Carmina Burana : les murs ont tremblé

Si les murs pouvaient raconter, ils vous parleraient de la trépidation du public, de la précision du maestro, du crescendo des violons, de la soprano qui a touché notre âme et du tonnerre d’applaudissement qui en a résulté.

De nouveau présentée à la Maison Symphonique de Montréal, l’œuvre du compositeur Carl Orff, Carmina Burana, sous la direction du maestro Jacques Lacombe avec l’Orchestre Symphonique du Conservatoire, l’Orchestre de chambre | I Musici de Montréal, le Chœur du Conservatoire, le Chœur de l’École Joseph-François-Perrault et le Chœur des enfants de Montréal, a bouleversé le public samedi dernier.

Mais la vraie surprise de la soirée, et mon coup de cœur, fût Le Sacre du Printemps d’Igor Stravinsky présenté en première partie. Dès les premières notes aigues du basson, un frisson nous traverse et nous réalisons que quelque chose de très spécial se prépare. Suivit peu après par le rythme saccadé des instruments à cordes, Le Sacre du Printemps fut critiqué pour son manque de raffinement en 1913, mais aujourd’hui nous pouvons reconnaître le caractère révolutionnaire de l’œuvre et en apprécier le dépouillement des habituelles fioritures. Les finales du premier tableau, Danse de la Terre, ainsi que le second, Danse Sacrale, sont explosives de percussions et d’une telle intensité que la salle a semblé vibrer durant de longues minutes.
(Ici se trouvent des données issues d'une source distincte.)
//! Repository layer abstractions and persistence implementations.
//!
//! # Responsibility
//! - Define use-case oriented data access contracts.
//! - Isolate SQLite query details from service/business orchestration.
//! - Share one error type and one schema readiness check across repositories.
//!
//! # Invariants
//! - Repositories refuse connections whose schema lacks required tables or
//!   columns instead of failing later with opaque SQL errors.
//! - Repository APIs return semantic errors (`NotFound`, `QuotaExceeded`) in
//!   addition to DB transport errors.

use crate::db::DbError;
use crate::model::case::CaseId;
use crate::model::feature::QuotaViolation;
use rusqlite::Connection;
use std::collections::BTreeSet;
use std::error::Error;
use std::fmt::{Display, Formatter};

pub mod case_repo;
pub mod correspondence_repo;
pub mod directory_repo;
pub mod feature_repo;

pub type RepoResult<T> = Result<T, RepoError>;

/// Generic repository error for case persistence and query operations.
#[derive(Debug)]
pub enum RepoError {
    Db(DbError),
    /// Target case does not exist.
    NotFound(CaseId),
    /// Persisted relation state exceeds a feature quota; the write was
    /// rolled back.
    QuotaExceeded(Vec<QuotaViolation>),
    /// Persisted data cannot be converted to a valid read model.
    InvalidData(String),
    MissingRequiredTable(&'static str),
    MissingRequiredColumn {
        table: &'static str,
        column: &'static str,
    },
}

impl Display for RepoError {
    fn fmt(&self, f: &mut Formatter<'_>) -> std::fmt::Result {
        match self {
            Self::Db(err) => write!(f, "{err}"),
            Self::NotFound(id) => write!(f, "case not found: {id}"),
            Self::QuotaExceeded(violations) => {
                write!(f, "feature option quota exceeded for {} feature(s)", violations.len())
            }
            Self::InvalidData(message) => write!(f, "invalid persisted case data: {message}"),
            Self::MissingRequiredTable(table) => {
                write!(f, "case repository requires table `{table}`")
            }
            Self::MissingRequiredColumn { table, column } => write!(
                f,
                "case repository requires column `{column}` in table `{table}`"
            ),
        }
    }
}

impl Error for RepoError {
    fn source(&self) -> Option<&(dyn Error + 'static)> {
        match self {
            Self::Db(err) => Some(err),
            _ => None,
        }
    }
}

impl From<DbError> for RepoError {
    fn from(value: DbError) -> Self {
        Self::Db(value)
    }
}

impl From<rusqlite::Error> for RepoError {
    fn from(value: rusqlite::Error) -> Self {
        Self::Db(DbError::Sqlite(value))
    }
}

/// Table name plus the columns a repository reads or writes.
pub(crate) type TableRequirement = (&'static str, &'static [&'static str]);

/// Verifies that every required table and column exists on `conn`.
pub(crate) fn ensure_schema(conn: &Connection, required: &[TableRequirement]) -> RepoResult<()> {
    for &(table, columns) in required {
        if !table_exists(conn, table)? {
            return Err(RepoError::MissingRequiredTable(table));
        }
        for &column in columns {
            if !table_has_column(conn, table, column)? {
                return Err(RepoError::MissingRequiredColumn { table, column });
            }
        }
    }
    Ok(())
}

fn table_exists(conn: &Connection, table: &str) -> RepoResult<bool> {
    let exists: i64 = conn.query_row(
        "SELECT EXISTS(
            SELECT 1
            FROM sqlite_master
            WHERE type = 'table' AND name = ?1
        );",
        [table],
        |row| row.get(0),
    )?;
    Ok(exists == 1)
}

fn table_has_column(conn: &Connection, table: &str, column: &str) -> RepoResult<bool> {
    let mut stmt = conn.prepare(&format!("PRAGMA table_info({table});"))?;
    let mut rows = stmt.query([])?;
    while let Some(row) = rows.next()? {
        let current: String = row.get(1)?;
        if current == column {
            return Ok(true);
        }
    }
    Ok(false)
}

/// Returns the subset of `ids` present in `table.id`.
pub(crate) fn existing_ids(
    conn: &Connection,
    table: &'static str,
    ids: &[i64],
) -> RepoResult<BTreeSet<i64>> {
    let mut stmt = conn.prepare(&format!("SELECT EXISTS(SELECT 1 FROM {table} WHERE id = ?1);"))?;
    let mut found = BTreeSet::new();
    for id in ids {
        let exists: i64 = stmt.query_row([id], |row| row.get(0))?;
        if exists == 1 {
            found.insert(*id);
        }
    }
    Ok(found)
}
Après un bref entracte, Jacques Lacombe a dirigé de mémoire, sans lutrin, Carmina Burana et l’expérience était grandiose. Il était possible d’apercevoir le maestro mimer sur ses lèvres les paroles, et sa passion et son amour de l’œuvre originale étaient palpables. La grande influence de Stravinsky se ressent dans l’œuvre maîtresse d’Orff et c’est pourquoi il n’est pas surprenant que la première partie du concert fût consacrée au compositeur russe. En dehors du chœur, l’orchestre était aussi accompagné de trois solistes : la soprano Aline Kutan, le ténor Antoine Bélanger et le baryton-basse Alexandre Sylvestre. La soprano a livré une performance exceptionnelle, tout en nuance, et a aisément volé la vedette à ses collègues. Ceux-ci se sont fait enterrer par l’orchestre et n’ont presque pas été entendus.

Le Chœur du Conservatoire, le Chœur de l’École Joseph-François-Perrault et le Chœur des enfants de Montréal méritent aussi une mention spéciale alors qu’ils ont dû chanter en latin médiéval, en moyen haut-allemand et en ancien français les poèmes de Carmina Burana. Ils ont fait un travail exceptionnel et ont rendu justice à O Fortuna, le poème le plus célèbre de l’œuvre.

Jacques Lacombe est le directeur musical et artistique de l’Orchestre Symphonique de Mulhouse depuis septembre 2018. Il a auparavant occupé la fonction de directeur musical de l’Orchestre symphonique de Trois-Rivières de 2006 à 2010, de directeur musical du New Jersey Symphony Orchestra de 2010 à 2016 et de chef d’orchestre principal de l’Opéra de Bonn en Allemagne de 2016 à 2018. Il ne manque pas de talent et d’expérience et a déjà dirigé l’Orchestre Symphonique de Montréal à deux reprises pour Carmina Burana.

Le concert s’est terminé sur O Fortuna, et tous les artistes ont reçu une impressionnante ovation du public. Le maestro Jacques Lacombe a pris le temps de saluer le travail de chacun des musiciens et chanteurs, ainsi que celui des chefs de chorale : Léa Moisan-Perrier, Pascal Côté et Raymond Perrin. Il n’y avait presque plus personne dans son siège alors que les «bravo» et «hourra» fusaient de toutes parts.

C’est le cœur en peine ainsi que la paume de mes mains un peu sèche après tous ces applaudissements que je quitte la salle, et me promets de retourner voir Carmina Burana la prochaine fois que la cantate scénique sera performée à Montréal.